# Low oil pressure



## Mferguson (Jul 5, 2018)

Hi, I was hoping someone could give me some advice. I have a 2016 Chevy Cruze and went and got the oil changed today. Well after my oil change the message low oil pressure stop engine came on. It only come on when I am not moving. I took it back to valvoline and they did another oil change again. I called Chevy and they cant get me in till next week. Any ideas what it could be?


----------



## Robby (Mar 1, 2013)

This is not the type of concern that you make an appointment for.......a low oil pressure situation may or may not be more than a sender failure (speculating).
If the pressure is actually low the engine is being damaged, so shut it off.

I would recommend towing it to a dealer and forcing them for a loaner.......repeating.....NO APPOINTMENTS.(unless you don't like the car)

Rob


----------



## snowwy66 (Nov 5, 2017)

Well, you didn't get the message UNTILL the oil change. Correct?
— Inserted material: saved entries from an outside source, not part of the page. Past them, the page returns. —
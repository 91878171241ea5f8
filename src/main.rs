//! pagesync - multi-region page management with translation sync

use std::process::ExitCode;

fn main() -> ExitCode {
    match pagesync::cli::run() {
        Ok(()) => ExitCode::SUCCESS,
        Err(e) => {
            if !e.is::<pagesync::cli::Reported>() {
                eprintln!("Error: {:#}", e);
            }
            ExitCode::FAILURE
        }
    }
}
Maybe they used the wrong weight or maybe that brand can't cut it. Or maybe they accidentally pulled a wire off a sensor.


----------



## firehawk618 (Feb 24, 2013)

snowwy66 said:


> Well, you didn't get the message UNTILL the oil change. Correct?
> 
> Maybe they used the wrong weight or maybe that brand can't cut it. Or maybe they accidentally pulled a wire off a sensor.



Weight should make no difference. Yes the viscosity will be different but none will be different enough to trigger a low oil / oil pressure warning.
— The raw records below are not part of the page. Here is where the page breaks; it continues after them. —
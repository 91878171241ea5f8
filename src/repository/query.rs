//! Listing with filters and sorting

use std::cmp::Ordering;

use serde::Serialize;

use super::ContentRepository;
use crate::domain::{compute_sync_status, Document, Locale, Page, PageId, PageStatus, SyncStatus, Translation};

/// Field to sort listings by
#[derive(Debug, Clone, Copy, PartialEq, Eq, Default)]
pub enum SortKey {
    #[default]
    LastModified,
    Title,
    Status,
}

impl std::str::FromStr for SortKey {
    type Err = String;

    fn from_str(s: &str) -> Result<Self, Self::Err> {
        match s.to_lowercase().replace('-', "_").as_str() {
            "last_modified" | "modified" | "updated" => Ok(SortKey::LastModified),
            "title" => Ok(SortKey::Title),
            "status" => Ok(SortKey::Status),
            _ => Err(format!("Unknown sort key: {}", s)),
        }
    }
}

#[derive(Debug, Clone, Copy, PartialEq, Eq, Default)]
pub enum SortOrder {
    Asc,
    #[default]
    Desc,
}

impl std::str::FromStr for SortOrder {
    type Err = String;

    fn from_str(s: &str) -> Result<Self, Self::Err> {
        match s.to_lowercase().as_str() {
            "asc" | "ascending" => Ok(SortOrder::Asc),
            "desc" | "descending" => Ok(SortOrder::Desc),
            _ => Err(format!("Unknown sort order: {}", s)),
        }
    }
}

#[derive(Debug, Clone, Default)]
pub struct PageQuery {
    pub status: Option<PageStatus>,
    /// Case-insensitive match on title or slug
    pub search: Option<String>,
    pub sort: SortKey,
    pub order: SortOrder,
}

#[derive(Debug, Clone, Default)]
pub struct TranslationQuery {
    pub page: Option<PageId>,
    pub locale: Option<Locale>,
    pub status: Option<PageStatus>,
    pub sync_status: Option<SyncStatus>,
    pub search: Option<String>,
    pub sort: SortKey,
    pub order: SortOrder,
}

/// A translation with its derived sync status
#[derive(Debug, Clone, Serialize)]
pub struct TranslationView<'a> {
    #[serde(flatten)]
    pub translation: &'a Translation,
    pub sync_status: SyncStatus,
}

fn matches_search(doc: &Document, search: Option<&str>) -> bool {
    match search {
        Some(needle) => {
            let needle = needle.to_lowercase();
            doc.title.to_lowercase().contains(&needle) || doc.slug.as_str().to_lowercase().contains(&needle)
        }
        None => true,
    }
}

fn compare_docs(a: &Document, b: &Document, key: SortKey, order: SortOrder) -> Ordering {
    let ordering = match key {
        SortKey::LastModified => a.last_modified.cmp(&b.last_modified),
        SortKey::Title => a.title.to_lowercase().cmp(&b.title.to_lowercase()),
        SortKey::Status => a.status.cmp(&b.status),
    };
    match order {
        SortOrder::Asc => ordering,
        SortOrder::Desc => ordering.reverse(),
    }
}

impl ContentRepository {
    pub fn list_pages(&self, query: &PageQuery) -> Vec<&Page> {
        let mut pages: Vec<&Page> = self
            .page_records()
            .map(|record| &record.head)
            .filter(|page| query.status.map_or(true, |s| page.doc.status == s))
            .filter(|page| matches_search(&page.doc, query.search.as_deref()))
            .collect();

        pages.sort_by(|a, b| compare_docs(&a.doc, &b.doc, query.sort, query.order).then_with(|| a.id.cmp(&b.id)));
        pages
    }

    pub fn list_translations(&self, query: &TranslationQuery) -> Vec<TranslationView<'_>> {
        let mut views: Vec<TranslationView<'_>> = self
            .translation_records()
            .map(|record| &record.head)
            .filter(|t| query.page.as_ref().map_or(true, |p| &t.page_id == p))
            .filter(|t| query.locale.as_ref().map_or(true, |l| &t.locale == l))
            .filter(|t| query.status.map_or(true, |s| t.doc.status == s))
            .filter(|t| matches_search(&t.doc, query.search.as_deref()))
            .map(|t| TranslationView {
                translation: t,
                sync_status: compute_sync_status(t, self.source_version(t)),
            })
            .filter(|view| query.sync_status.map_or(true, |s| view.sync_status == s))
            .collect();

        views.sort_by(|a, b| {
            compare_docs(&a.translation.doc, &b.translation.doc, query.sort, query.order)
                .then_with(|| a.translation.page_id.cmp(&b.translation.page_id))
                .then_with(|| a.translation.locale.cmp(&b.translation.locale))
        });
        views
    }
}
Something is wrong and I don't believe in coincidences.


----------



## snowwy66 (Nov 5, 2017)

firehawk618 said:


> Weight should make no difference. Yes the viscosity will be different but none will be different enough to trigger a low oil / oil pressure warning.
> 
> Something is wrong and I don't believe in coincidences.


With Today's electronics. One just never knows these days. 
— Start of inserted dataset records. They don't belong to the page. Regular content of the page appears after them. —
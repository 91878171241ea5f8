//! Content repository
//!
//! [`ContentRepository`] owns every active Global page and translation,
//! the slug index and the recycle bin. All mutations take `&mut self`,
//! so a slug check and the write that depends on it happen in one call.
//!
//! Records are stored as [`Versioned`] heads with their history, keyed by
//! page ID or `(page ID, locale)`.

mod content;
mod query;
mod recycle_bin;
mod regions;
mod slugs;

pub use content::{parse_structured_data, Edit, PublishReport};
pub use query::{PageQuery, SortKey, SortOrder, TranslationQuery, TranslationView};
pub use recycle_bin::{BinQuery, BinTarget, DeletedItem, DeletedRecord, RecycleBin};
pub use regions::{LocaleOutcome, Outcome, PropagationReport};
pub use slugs::SlugIndex;

use std::collections::BTreeMap;

use chrono::{Duration, Utc};

use crate::domain::{
    compute_sync_status, DeletionId, Locale, Page, PageId, RecordKey, Revisioned, SlugScope, SyncStatus,
    Translation, TranslationKey, VersionTag, Versioned,
};
use crate::error::{CmsError, CmsResult};

/// How propagation treats translations that follow their source
#[derive(Debug, Clone, Copy, PartialEq, Eq)]
pub struct SyncPolicy {
    /// Re-publish regenerated translations that were Published
    pub republish: bool,
}

impl Default for SyncPolicy {
    fn default() -> Self {
        Self { republish: true }
    }
}

#[derive(Debug, Default, Clone)]
pub struct ContentRepository {
    pages: BTreeMap<PageId, Versioned<Page>>,
    translations: BTreeMap<TranslationKey, Versioned<Translation>>,
    slugs: SlugIndex,
    bin: RecycleBin,
    policy: SyncPolicy,
}

impl ContentRepository {
    pub fn new() -> Self {
        Self::default()
    }

    pub fn with_policy(mut self, policy: SyncPolicy) -> Self {
        self.policy = policy;
        self
    }

    pub fn policy(&self) -> SyncPolicy {
        self.policy
    }

    /// Rebuilds a repository from persisted records
    ///
    /// The slug index is derived from the records, so a workspace whose
    /// files hold two records with the same slug in one scope is rejected.
    pub fn from_parts(
        pages: impl IntoIterator<Item = Versioned<Page>>,
        translations: impl IntoIterator<Item = Versioned<Translation>>,
        bin: impl IntoIterator<Item = DeletedItem>,
    ) -> CmsResult<Self> {
        let mut repo = Self::new();

        for record in pages {
            let id = record.head.id.clone();
            repo.slugs.reserve(
                SlugScope::Global,
                record.head.doc.slug.clone(),
                RecordKey::Page(id.clone()),
            )?;
            repo.pages.insert(id, record);
        }

        for record in translations {
            let key = record.head.key();
            if repo.translations.contains_key(&key) {
                return Err(CmsError::DuplicateRegion {
                    page: key.page,
                    locale: key.locale,
                });
            }
            repo.slugs.reserve(
                SlugScope::Locale(key.locale.clone()),
                record.head.doc.slug.clone(),
                RecordKey::Translation(key.clone()),
            )?;
            repo.translations.insert(key, record);
        }

        repo.bin = RecycleBin::from_items(bin);
        Ok(repo)
    }

    /// Active Global pages, ID order
    pub fn page_records(&self) -> impl Iterator<Item = &Versioned<Page>> {
        self.pages.values()
    }

    /// Active translations, key order
    pub fn translation_records(&self) -> impl Iterator<Item = &Versioned<Translation>> {
        self.translations.values()
    }

    pub fn bin(&self) -> &RecycleBin {
        &self.bin
    }

    pub fn bin_mut(&mut self) -> &mut RecycleBin {
        &mut self.bin
    }

    pub fn page_record(&self, id: &PageId) -> CmsResult<&Versioned<Page>> {
        self.pages
            .get(id)
            .ok_or_else(|| CmsError::NotFound(RecordKey::Page(id.clone())))
    }

    pub fn page(&self, id: &PageId) -> CmsResult<&Page> {
        self.page_record(id).map(|record| &record.head)
    }

    pub fn translation_record(&self, key: &TranslationKey) -> CmsResult<&Versioned<Translation>> {
        self.translations
            .get(key)
            .ok_or_else(|| CmsError::NotFound(RecordKey::Translation(key.clone())))
    }

    pub fn translation(&self, key: &TranslationKey) -> CmsResult<&Translation> {
        self.translation_record(key).map(|record| &record.head)
    }

    /// Active translations sharing a page ID
    pub fn translations_of<'a>(&'a self, id: &'a PageId) -> impl Iterator<Item = &'a Translation> + 'a {
        self.translations
            .iter()
            .filter(move |(key, _)| &key.page == id)
            .map(|(_, record)| &record.head)
    }

    /// Locales with an active translation of a page
    pub fn locales_of(&self, id: &PageId) -> Vec<Locale> {
        self.translations_of(id).map(|t| t.locale.clone()).collect()
    }

    /// Version a derived translation is compared against, `None` when
    /// the translation has no active source
    pub fn source_version(&self, translation: &Translation) -> Option<VersionTag> {
        translation
            .source_page_id
            .as_ref()
            .and_then(|id| self.pages.get(id))
            .map(|record| record.effective_version())
    }

    pub fn sync_status(&self, key: &TranslationKey) -> CmsResult<SyncStatus> {
        let translation = self.translation(key)?;
        Ok(compute_sync_status(translation, self.source_version(translation)))
    }

    /// Moves an active record, head and history, into the recycle bin
    ///
    /// Deleting a Global page leaves its translations active; they report
    /// Overridden until the page is restored.
    pub fn soft_delete(&mut self, key: &RecordKey, author: &str) -> CmsResult<DeletionId> {
        let record = match key {
            RecordKey::Page(id) => {
                let record = self
                    .pages
                    .remove(id)
                    .ok_or_else(|| CmsError::NotFound(key.clone()))?;
                self.slugs.release(&SlugScope::Global, &record.head.doc.slug, key);
                DeletedRecord::Page(record)
            }
            RecordKey::Translation(tkey) => {
                let record = self
                    .translations
                    .remove(tkey)
                    .ok_or_else(|| CmsError::NotFound(key.clone()))?;
                self.slugs.release(
                    &SlugScope::Locale(tkey.locale.clone()),
                    &record.head.doc.slug,
                    key,
                );
                DeletedRecord::Translation(record)
            }
        };

        let id = self.bin.insert(DeletedItem::new(record, author));
        tracing::info!(%key, %id, author, "Moved to recycle bin");
        Ok(id)
    }

    /// Moves a bin entry back into the repository unchanged
    ///
    /// The entry stays in the bin if its slug or translation key is taken.
    /// Returns the key of the restored record.
    pub fn restore(&mut self, target: impl Into<BinTarget>) -> CmsResult<RecordKey> {
        let target: BinTarget = target.into();
        let item = self.bin.resolve(&target)?;
        let id = item.id.clone();
        let key = item.key();

        match &item.record {
            DeletedRecord::Page(record) => {
                if self.pages.contains_key(&record.head.id) {
                    return Err(CmsError::InvalidContent(format!(
                        "page {} is already active",
                        record.head.id
                    )));
                }
                self.slugs
                    .check(&SlugScope::Global, &record.head.doc.slug, &key)?;
            }
            DeletedRecord::Translation(record) => {
                let tkey = record.head.key();
                if self.translations.contains_key(&tkey) {
                    return Err(CmsError::DuplicateRegion {
                        page: tkey.page,
                        locale: tkey.locale,
                    });
                }
                self.slugs.check(
                    &SlugScope::Locale(tkey.locale.clone()),
                    &record.head.doc.slug,
                    &key,
                )?;
            }
        }

        let item = self
            .bin
            .take(&id)
            .ok_or_else(|| CmsError::NotInBin(id.clone()))?;

        match item.record {
            DeletedRecord::Page(record) => {
                let page_id = record.head.id.clone();
                self.slugs.reserve(
                    SlugScope::Global,
                    record.head.doc.slug.clone(),
                    key.clone(),
                )?;
                self.pages.insert(page_id, record);
            }
            DeletedRecord::Translation(record) => {
                let tkey = record.head.key();
                self.slugs.reserve(
                    SlugScope::Locale(tkey.locale.clone()),
                    record.head.doc.slug.clone(),
                    key.clone(),
                )?;
                self.translations.insert(tkey, record);
            }
        }

        tracing::info!(%key, %id, "Restored from recycle bin");
        Ok(key)
    }

    /// Purges bin entries older than `days`; returns them
    pub fn purge_expired(&mut self, days: u32) -> Vec<DeletedItem> {
        let cutoff = Utc::now() - Duration::days(i64::from(days));
        self.bin.purge_older_than(cutoff)
    }

    /// Returns true if a page ID is held by any active or deleted record
    fn id_in_use(&self, id: &PageId) -> bool {
        self.pages.contains_key(id)
            || self.translations.keys().any(|key| &key.page == id)
            || self.bin.items().any(|item| match item.key() {
                RecordKey::Page(page) => &page == id,
                RecordKey::Translation(tkey) => &tkey.page == id,
            })
    }

    /// Generates a page ID no record holds yet
    fn fresh_page_id(&self, title: &str) -> PageId {
        let mut timestamp = Utc::now();
        let mut id = PageId::new(title, timestamp);
        while self.id_in_use(&id) {
            timestamp += Duration::nanoseconds(1);
            id = PageId::new(title, timestamp);
        }
        id
    }

    fn page_mut(&mut self, id: &PageId) -> CmsResult<&mut Versioned<Page>> {
        self.pages
            .get_mut(id)
            .ok_or_else(|| CmsError::NotFound(RecordKey::Page(id.clone())))
    }

    fn translation_mut(&mut self, key: &TranslationKey) -> CmsResult<&mut Versioned<Translation>> {
        self.translations
            .get_mut(key)
            .ok_or_else(|| CmsError::NotFound(RecordKey::Translation(key.clone())))
    }
}

/// Replaces a record's head with a staged draft
///
/// A Published head moves to history first, so history stays append-only.
fn commit<T: Revisioned>(record: &mut Versioned<T>, head: T) {
    record.replace_head(head);
}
One wouldn't think a battery would cause low oil pressure either. But, according to my boy. That's what the dealer did to his 14 avenger. Changed his battery. 

This happened 700 miles away so I can't confirm the whole story.


----------



## firehawk618 (Feb 24, 2013)

snowwy66 said:


> With Today's electronics. One just never knows these days.
> 
> One wouldn't think a battery would cause low oil pressure either. But, according to my boy. That's what the dealer did to his 14 avenger. Changed his battery.
> 
> This happened 700 miles away so I can't confirm the whole story.


I'm letting you guys know. If this is a real alarm then the incorrect oil viscosity will most definitely not trigger a low / no oil pressure warning.

An oil pressure sender is virtually the same today as it was 50 years ago. It's got nothing to do with today's electronics.

Now if this is a false alarm then it could be todays electronics as you call it but I am intimately familiar with them and the oil type will not cause it.

A weak battery can most definitely cause all kinds of false alarms on todays vehicles though.


----------



## 17Hatch6MT (Dec 28, 2015)

If I can do an oil change in my driveway, I'll do it. Next is an honest independent shop, then a dealer. Never go to a quick lube place. The kids are barely trained and they don't care. They pay minimum wage or thereabouts. Some of those people I wouldn't hire to take out the trash for fear they'd mess it up. I would wonder if they ran the car without oil before realizing, "Hey, Beavis, did you put the oil in?" "Duh... i dunno, why?"


----------



## snowwy66 (Nov 5, 2017)

I used to love the quick lubes. 

Today they want too much money. Plus another $10 for oil filter now. PLUS, they always want to sell me radiator caps and air and cabin filters and wipers.

I've bought a floor jack and a drain pan now. Just need a good deal on dexos oil and filters now.


----------



## Blasirl (Mar 31, 2015)

snowwy66 said:


> I used to love the quick lubes.
> 
> Today they want too much money. Plus another $10 for oil filter now. PLUS, they always want to sell me radiator caps and air and cabin filters and wipers.
> 
> I've bought a floor jack and a drain pan now. Just need a good deal on dexos oil and filters now.


Rockauto has WIX filters for $6.02ea and if you buy four of them, shipping is $3.99.


----------



## Erikkgonzalez (Aug 20, 2017)

Mferguson said:


> Hi, I was hoping someone could give me some advice. I have a 2016 Chevy Cruze and went and got the oil changed today. Well after my oil change the message low oil pressure stop engine came on. It only come on when I am not moving. I took it back to valvoline and they did another oil change again. I called Chevy and they cant get me in till next week. Any ideas what it could be?


I had an oil change at 46k miles done at midas. Soon after about 500 mi later I get a warning and check engine light saying. "Your engine power has been reduced" I forced the dealer along with they know I've had several issues with my car to take it in to check it. They tried to say maybe it was midas fault. But it ended up being a common issue on early 16.5 1.4 ecotec so they replaced 2 pistons and the seal because I was 3 quarts low of oil when they brought it in. Hope this helps but yeah ask your dealer to help you.


----------



## Karina (Sep 14, 2019)

****. Sounds like this should be under a warranty or listed as a recall and dealerships should be responsible if there selling these types of deflected chevy’s on their lot. No matter how long it’s owned.


----------